The elections for the Jerusalem City Council will be held on October 30, 2018.
Arutz Sheva presents the answers to three questions posed to the four main candidates for Jerusalem Mayor. All candidates were asked identical questions:
- What sets you apart from your competitors as a compelling reason to vote for you?
- Assuming you win and succeed in advancing and implementing everything on your platform, how do you envision Jerusalem in five years from now, both physically and culturally?
- And what would you say to the English-speaking voter or new immigrant to show them you understand their challenges and situations, and would be their right choice?
The first candidate to respond was Deputy Mayor Yossi Deitch, who currently holds the city's haredi housing portfolio, and serves as deputy to the holder of the planning and construction portfolio.
A recent poll conducted by Camille Fuchs found 41% of respondents would vote for Deitch in a race between seven candidates, giving him a clear victory in the first round of the election.
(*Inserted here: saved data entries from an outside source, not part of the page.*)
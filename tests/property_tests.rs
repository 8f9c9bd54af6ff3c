//! Property tests for the settings store, the flow counter and the
//! valve retry budget.
//!
//! Host only — proptest is not available for ESP32 targets.

#![cfg(not(target_os = "espidf"))]

use core::cell::Cell;
use core::sync::atomic::{AtomicU32, Ordering};
use std::rc::Rc;

use embedded_hal::digital::OutputPin;
use futures_lite::future::block_on;
use proptest::prelude::*;

use dripfeed::adapters::storage::MemoryBackend;
use dripfeed::drivers::valve::{TransitionCheck, Valve, ValveState};
use dripfeed::error::ValveError;
use dripfeed::sensors::flow::{FlowSensor, FrequencyCounter};
use dripfeed::settings::Settings;

fn arb_key() -> impl Strategy<Value = String> {
    "[a-z][a-z0-9_]{0,15}(--[a-z_]{1,16})?"
}

// ── Settings: lazy-default semantics ──────────────────────────

proptest! {
    /// Whatever default reaches a key first is the value every later
    /// read sees, regardless of the later defaults.
    #[test]
    fn settings_first_default_wins(
        key in arb_key(),
        first in -1e9f64..1e9f64,
        later in -1e9f64..1e9f64,
    ) {
        // "created" is the fresh-store marker and already holds a bool.
        prop_assume!(key != "created");
        let s = Settings::load(Box::new(MemoryBackend::new()));
        prop_assert_eq!(s.get_f64(&key, first), Ok(first));
        prop_assert_eq!(s.get_f64(&key, later), Ok(first));
    }

    /// Any set of stored values survives a save/reload cycle through
    /// the backend blob byte-for-byte in meaning.
    #[test]
    fn settings_survive_reload(
        entries in proptest::collection::btree_map(
            arb_key(),
            -1e9f64..1e9f64,
            1..8,
        ),
    ) {
        let backend = MemoryBackend::new();
        let blob = backend.shared_blob();
        let s = Settings::load(Box::new(backend));
        for (key, value) in &entries {
            s.set(key, *value).unwrap();
        }

        let reloaded = Settings::load(Box::new(MemoryBackend::with_blob(blob)));
        for (key, value) in &entries {
            // A different default must not mask the stored value.
            prop_assert_eq!(reloaded.get_f64(key, value + 1.0), Ok(*value));
        }
    }

    /// Arbitrary garbage in the backing store never panics the loader;
    /// the store comes up fresh and usable.
    #[test]
    fn settings_tolerate_arbitrary_blobs(blob in ".*") {
        let s = Settings::load(Box::new(MemoryBackend::with_json(&blob)));
        prop_assert_eq!(s.get_f64("probe", 3.0), Ok(3.0));
    }
}

// ── Flow counter: window arithmetic ───────────────────────────

proptest! {
    /// frequency() is exactly count × 1000 / window for any window
    /// contents, and a rollover always leaves the live counter empty.
    #[test]
    fn frequency_matches_window_arithmetic(
        edges in 0u32..100_000u32,
        window_ms in 1u32..60_000u32,
    ) {
        static EDGES: AtomicU32 = AtomicU32::new(0);
        static WINDOW: AtomicU32 = AtomicU32::new(0);
        let c = FrequencyCounter::new(&EDGES, &WINDOW, window_ms);

        EDGES.store(edges, Ordering::Relaxed);
        c.roll_window();
        prop_assert_eq!(c.window_count(), edges);
        prop_assert_eq!(EDGES.load(Ordering::Relaxed), 0);

        let expected = edges as f32 * 1000.0 / window_ms as f32;
        prop_assert!((c.frequency() - expected).abs() <= expected * 1e-6);
    }

    /// The calibrated rate is zero exactly when the window is empty.
    #[test]
    fn rate_is_zero_iff_no_pulses(edges in 0u32..10_000u32) {
        static EDGES: AtomicU32 = AtomicU32::new(0);
        static WINDOW: AtomicU32 = AtomicU32::new(0);
        let sensor = FlowSensor::new(FrequencyCounter::new(&EDGES, &WINDOW, 1_000), 1.0 / 450.0);

        EDGES.store(edges, Ordering::Relaxed);
        sensor.counter().roll_window();
        prop_assert_eq!(sensor.rate() == 0.0, edges == 0);
    }
}

// ── Valve: retry budget ───────────────────────────────────────

#[derive(Clone, Default)]
struct CountingPin {
    highs: Rc<Cell<u32>>,
}

impl embedded_hal::digital::ErrorType for CountingPin {
    type Error = core::convert::Infallible;
}

impl OutputPin for CountingPin {
    fn set_low(&mut self) -> Result<(), Self::Error> {
        Ok(())
    }
    fn set_high(&mut self) -> Result<(), Self::Error> {
        self.highs.set(self.highs.get() + 1);
        Ok(())
    }
}

struct NeverConfirmed;
impl TransitionCheck for NeverConfirmed {
    async fn confirm(&self, _opening: bool) -> bool {
        false
    }
}

/// Confirms on the n-th attempt.
struct ConfirmOnAttempt {
    attempt: u8,
    calls: Cell<u8>,
}

impl TransitionCheck for ConfirmOnAttempt {
    async fn confirm(&self, _opening: bool) -> bool {
        self.calls.set(self.calls.get() + 1);
        self.calls.get() >= self.attempt
    }
}

fn fast_settings() -> Rc<Settings> {
    let s = Settings::load(Box::new(MemoryBackend::new()));
    s.set("valve1--pulse_duration", 0.001).unwrap();
    Rc::new(s)
}

proptest! {
    #![proptest_config(ProptestConfig::with_cases(32))]

    /// An unconfirmable transition pulses exactly `limit` times, ends
    /// with the enable line released, and reports the limit it spent.
    #[test]
    fn unconfirmed_valve_spends_exactly_its_budget(limit in 1u8..8u8) {
        let en = CountingPin::default();
        let en_highs = Rc::clone(&en.highs);
        let mut valve = Valve::with_check(
            "valve1",
            en,
            CountingPin::default(),
            CountingPin::default(),
            fast_settings(),
            NeverConfirmed,
        );
        valve.set_attempts_limit(limit);

        let result = block_on(valve.set_state(true));
        prop_assert_eq!(result, Err(ValveError::Unconfirmed { attempts: limit }));
        prop_assert_eq!(en_highs.get(), u32::from(limit));
        prop_assert!(valve.current_state().is_transient());
    }

    /// If confirmation arrives on attempt n ≤ limit, the valve commits
    /// after exactly n pulses.
    #[test]
    fn valve_stops_pulsing_once_confirmed(confirm_on in 1u8..6u8) {
        let en = CountingPin::default();
        let en_highs = Rc::clone(&en.highs);
        let mut valve = Valve::with_check(
            "valve1",
            en,
            CountingPin::default(),
            CountingPin::default(),
            fast_settings(),
            ConfirmOnAttempt { attempt: confirm_on, calls: Cell::new(0) },
        );
        valve.set_attempts_limit(8);

        let result = block_on(valve.set_state(true));
        prop_assert_eq!(result, Ok(ValveState::Open));
        prop_assert_eq!(en_highs.get(), u32::from(confirm_on));
    }
}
“I don’t think only within the ‘small haredi box’. I begin every day by consulting with my professional advisors in Jerusalem’s City Hall building. I don’t ask them to come up to me, I go straight down to them as a routine procedure. That’s one difference, that I’m not looking to summon people to my ivory tower but I personally go to wherever things need to be done whether it’s the Sanitation Department, the Building and Construction Department, or any other department it may be. I’ll go there once, twice, three times, four times, until people understand that we need to give answers to the citizens of Jerusalem, and quickly. Today I do it, but I do it as a Deputy Mayor, and I still have instructions from above. As Mayor, I’ll continue to go down there and they’ll understand that the citizen needs to get AAA treatment and to feel like he’s the most important person in the world in that moment.
“When we finish five years we want to see a different situation here in the service to the citizens of Jerusalem. Whether it’s city sanitation - we want to have it clean - the responses to people’s problems in City Hall, licencing businesses in Jerusalem, developing also culture in Jerusalem and the tourism aspects, to bring the uniqueness of Jerusalem.
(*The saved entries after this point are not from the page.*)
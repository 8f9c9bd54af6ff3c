//! Runtime symbol providers for third-party crates.
//!
//! `async-io-mini` timers resolve `_embassy_time_*` at link time and
//! `embassy-sync` needs a `critical-section` implementation. On device
//! both are backed by ESP-IDF primitives; on the host the timer driver
//! is backed by `std` (the critical-section impl comes from the
//! `critical-section/std` dev-dependency).

#[cfg(target_os = "espidf")]
use core::cell::{Cell, RefCell};
use core::time::Duration;
#[cfg(target_os = "espidf")]
use std::sync::{Mutex, MutexGuard};

// ── ESP-IDF: critical-section 1.x ─────────────────────────────

#[cfg(target_os = "espidf")]
static CRITICAL_SECTION_MUTEX: Mutex<()> = Mutex::new(());

#[cfg(target_os = "espidf")]
thread_local! {
    static CRITICAL_SECTION_DEPTH: Cell<u8> = const { Cell::new(0) };
    static CRITICAL_SECTION_GUARD: RefCell<Option<MutexGuard<'static, ()>>> = const { RefCell::new(None) };
}

/// Runtime-backed critical-section acquire used by `critical-section` 1.x.
#[cfg(target_os = "espidf")]
#[unsafe(no_mangle)]
pub extern "C" fn _critical_section_1_0_acquire() -> u8 {
    CRITICAL_SECTION_DEPTH.with(|depth| {
        CRITICAL_SECTION_GUARD.with(|guard| {
            let d = depth.get();
            if d == 0 {
                let lock = CRITICAL_SECTION_MUTEX
                    .lock()
                    .expect("critical-section mutex poisoned");
                *guard.borrow_mut() = Some(lock);
            }
            let new_depth = d.saturating_add(1);
            depth.set(new_depth);
            new_depth
        })
    })
}

/// Runtime-backed critical-section release used by `critical-section` 1.x.
#[cfg(target_os = "espidf")]
#[unsafe(no_mangle)]
pub extern "C" fn _critical_section_1_0_release(_token: u8) {
    CRITICAL_SECTION_DEPTH.with(|depth| {
        CRITICAL_SECTION_GUARD.with(|guard| {
            let d = depth.get();
            if d == 0 {
                return;
            }
            let new_depth = d - 1;
            depth.set(new_depth);
            if new_depth == 0 {
                *guard.borrow_mut() = None;
            }
        })
    })
}

// ── Timer driver: monotonic microseconds ──────────────────────

#[cfg(target_os = "espidf")]
#[unsafe(no_mangle)]
pub extern "C" fn _embassy_time_now() -> u64 {
    unsafe { esp_idf_svc::sys::esp_timer_get_time() as u64 }
}

#[cfg(not(target_os = "espidf"))]
#[unsafe(no_mangle)]
pub extern "C" fn _embassy_time_now() -> u64 {
    use std::sync::OnceLock;
    use std::time::Instant;

    static START: OnceLock<Instant> = OnceLock::new();
    START.get_or_init(Instant::now).elapsed().as_micros() as u64
}

/// Runtime-backed wake scheduler for async timers.
#[unsafe(no_mangle)]
pub extern "C" fn _embassy_time_schedule_wake(at: u64, waker: *mut core::ffi::c_void) {
    if waker.is_null() {
        return;
    }

    // SAFETY: the caller passes a valid pointer to a `Waker` for the
    // duration of schedule registration. We clone it immediately and
    // move the clone.
    let waker = unsafe { (&*(waker as *const core::task::Waker)).clone() };
    std::thread::spawn(move || {
        let now = _embassy_time_now();
        if at > now {
            std::thread::sleep(Duration::from_micros(at - now));
        }
        waker.wake();
    });
}
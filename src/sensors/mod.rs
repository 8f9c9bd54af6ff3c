//! Sensor subsystem: the ISR-fed flow counter and the powered soil
//! temperature/humidity sensor.

pub mod flow;
pub mod soil;
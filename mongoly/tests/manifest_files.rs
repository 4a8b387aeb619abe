use std::fs;

use mongoly::{CollectionNaming, CollectionOptions, Manifest, ManifestError, MetadataError};
use pretty_assertions::assert_eq;
use serde_json::json;

const LIBRARY: &str = r#"
[[document]]
name = "Shelf"

[[document.field]]
name = "label"
type = "String"
index = { direction = "text" }

[[document.field]]
name = "room"
type = "String"
index = true
exclude_from_parent_index = true

[[document]]
name = "Book"
collection = "catalogue"
drop_old_indexes = true
rename = { isbn = "_id" }

[[document.field]]
name = "isbn"
type = "String"
required = true
pattern = "^[0-9-]{10,17}$"

[[document.field]]
name = "pages"
type = "u32"
minimum = 1

[[document.field]]
name = "shelf"
type = "Shelf"
nullable = true

[[document.field]]
name = "archived_at"
type = "DateTime"
index = { expire_after_seconds = 86400, sparse = true, name = "archive_ttl" }
"#;

#[test]
fn toml_manifest_round_trip_through_disk() {
    let dir = tempfile::tempdir().unwrap();
    let path = dir.path().join("documents.toml");
    fs::write(&path, LIBRARY).unwrap();

    let manifest = Manifest::load(&path).unwrap();
    let mut loaded = manifest.build(&CollectionOptions::default()).unwrap();
    let plan = loaded.plan("Book").unwrap().unwrap();

    assert_eq!(plan.collection_name, "catalogue");
    assert!(plan.drop_old_indexes);
    assert_eq!(
        serde_json::to_value(&plan.schema).unwrap(),
        json!({
            "bsonType": "object",
            "properties": {
                "_id": { "bsonType": "string", "pattern": "^[0-9-]{10,17}$" },
                "pages": { "bsonType": "number", "minimum": 1.0 },
                "shelf": {
                    "bsonType": ["object", "null"],
                    "properties": {
                        "label": { "bsonType": "string" },
                        "room": { "bsonType": "string" }
                    }
                },
                "archived_at": { "bsonType": "date" }
            },
            "required": ["_id"]
        })
    );
    assert_eq!(
        serde_json::to_value(&plan.indexes).unwrap(),
        json!([
            { "key": { "shelf.label": "text" } },
            {
                "key": { "archived_at": 1 },
                "name": "archive_ttl",
                "sparse": true,
                "expireAfterSeconds": 86400
            }
        ])
    );

    let shelves = loaded.plan("Shelf").unwrap().unwrap();
    assert_eq!(shelves.collection_name, "shelves");
    assert_eq!(shelves.indexes.len(), 2);
}

#[test]
fn json_manifests_are_chosen_by_extension() {
    let dir = tempfile::tempdir().unwrap();
    let path = dir.path().join("documents.json");
    let source = json!({
        "document": [{
            "name": "AuditLog",
            "field": [
                { "name": "action", "type": "String", "enum": ["create", "delete"], "required": true },
                { "name": "at", "type": "DateTime", "index": "desc" }
            ]
        }]
    });
    fs::write(&path, source.to_string()).unwrap();

    let defaults = CollectionOptions {
        naming: CollectionNaming::Verbatim,
        ..CollectionOptions::default()
    };
    let mut loaded = Manifest::load(&path).unwrap().build(&defaults).unwrap();
    let plans = loaded.plans().unwrap();
    assert_eq!(plans.len(), 1);
    assert_eq!(plans[0].collection_name, "AuditLog");
    assert_eq!(
        serde_json::to_value(&plans[0].indexes).unwrap(),
        json!([{ "key": { "at": -1 } }])
    );
}

#[test]
fn load_reports_io_and_parse_errors() {
    let dir = tempfile::tempdir().unwrap();
    let missing = Manifest::load(&dir.path().join("absent.toml")).unwrap_err();
    assert!(matches!(missing, ManifestError::Io(_)));

    let path = dir.path().join("broken.toml");
    fs::write(&path, "[[document]]\nname = ").unwrap();
    assert!(matches!(Manifest::load(&path).unwrap_err(), ManifestError::Toml(_)));

    let path = dir.path().join("unknown.toml");
    fs::write(&path, "[[document]]\nname = \"A\"\ncolour = \"red\"\n").unwrap();
    assert!(matches!(Manifest::load(&path).unwrap_err(), ManifestError::Toml(_)));
}

#[test]
fn unknown_bson_overrides_are_metadata_errors() {
    let source = r#"
[[document]]
name = "A"

[[document.field]]
name = "x"
bson_type = "varchar"
"#;
    let err = Manifest::from_toml_str(source)
        .unwrap()
        .build(&CollectionOptions::default())
        .unwrap_err();
    assert!(matches!(
        err,
        ManifestError::Metadata(MetadataError::UnsupportedType { type_name }) if type_name == "varchar"
    ));
}

#[test]
fn required_nullable_fields_are_rejected() {
    let source = r#"
[[document]]
name = "A"

[[document.field]]
name = "x"
type = "String"
required = true
nullable = true
"#;
    let err = Manifest::from_toml_str(source)
        .unwrap()
        .build(&CollectionOptions::default())
        .unwrap_err();
    assert!(matches!(
        err,
        ManifestError::Metadata(MetadataError::RequiredAndNullable { field }) if field == "x"
    ));
}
"People don’t come to Jerusalem from the United States, England, Canada, France, all over, in order to come to another Paris or Tel Aviv. Tel Aviv is a great city, but it’s very similar to other places in the world. When people come to Jerusalem, they come to feel the uniqueness of Jerusalem. Jerusalem is full on the weekends, and it’s full of tourists who are religious and non-religious, and also non-Jewish ones. They want to come to feel Jerusalem, to see Jerusalem the Holy City, and we want to give that to the tourists who come.
“We also want to dedicate a good amount of our time to the newcomers, the Olim Chadashim; they come to City Hall and they don’t know what to do. They don’t know where to go. I want to have someone to take care of that so they’ll feel they have an English speaker, or a French speaker, or a Spanish speaker who they can speak to, and could help them and instruct them and guide them. Once you know what you need to do, it’s much easier to do it.
“I’m a Jerusalemite in my soul, and I want everybody to feel as comfortable as I do. My family is here for seven generations. I have children and grandchildren who are already nine generations in Jerusalem. I want the new immigrant to feel this way as soon as possible, to feel that he’s not a new immigrant, but that he came home.
“In five years I want to see the city cleaner. There are places in Jerusalem where the garbage trucks come only three times a week. That’s insane. Besides that, I’d like the city to look differently culturally, which means I want to give more power to the Community Centers. If you’re talking about building and infrastructure, I want to hear the citizens much more, and for them to be much more involved in running the city, not having the Sherriff on top and deciding what’s good for the city. I won’t always do what the citizens like, but I want to hear them. I want them to be involved. I want them to have a place, and that will be happening directly in City Hall and also through the Community Centers and I want them to be stronger. I want to give them more money for cultural events that are appropriate for the neighborhood and not, as it’s done today, mainly for tourists from outside the city and from the world.
“Besides that I want much more open conversation between everyone. Once there is a haredi mayor, people have to communicate with him, and the tension between the communities will greatly be eased and maybe even disappear.
“It’s funny, this conflict I’m in: I want to build new neighborhoods, and they won’t necessarily be haredi neighborhoods. Most neighborhoods are going to be non-haredi neighborhoods, which means I’m going to change the demographic of Jerusalem, which will make the haredi community a bit smaller. If I want to take away the conflict, I need to build haredi neighborhoods and also non-haredi neighborhoods, with people coming from the outside. The majority should be non-haredi.”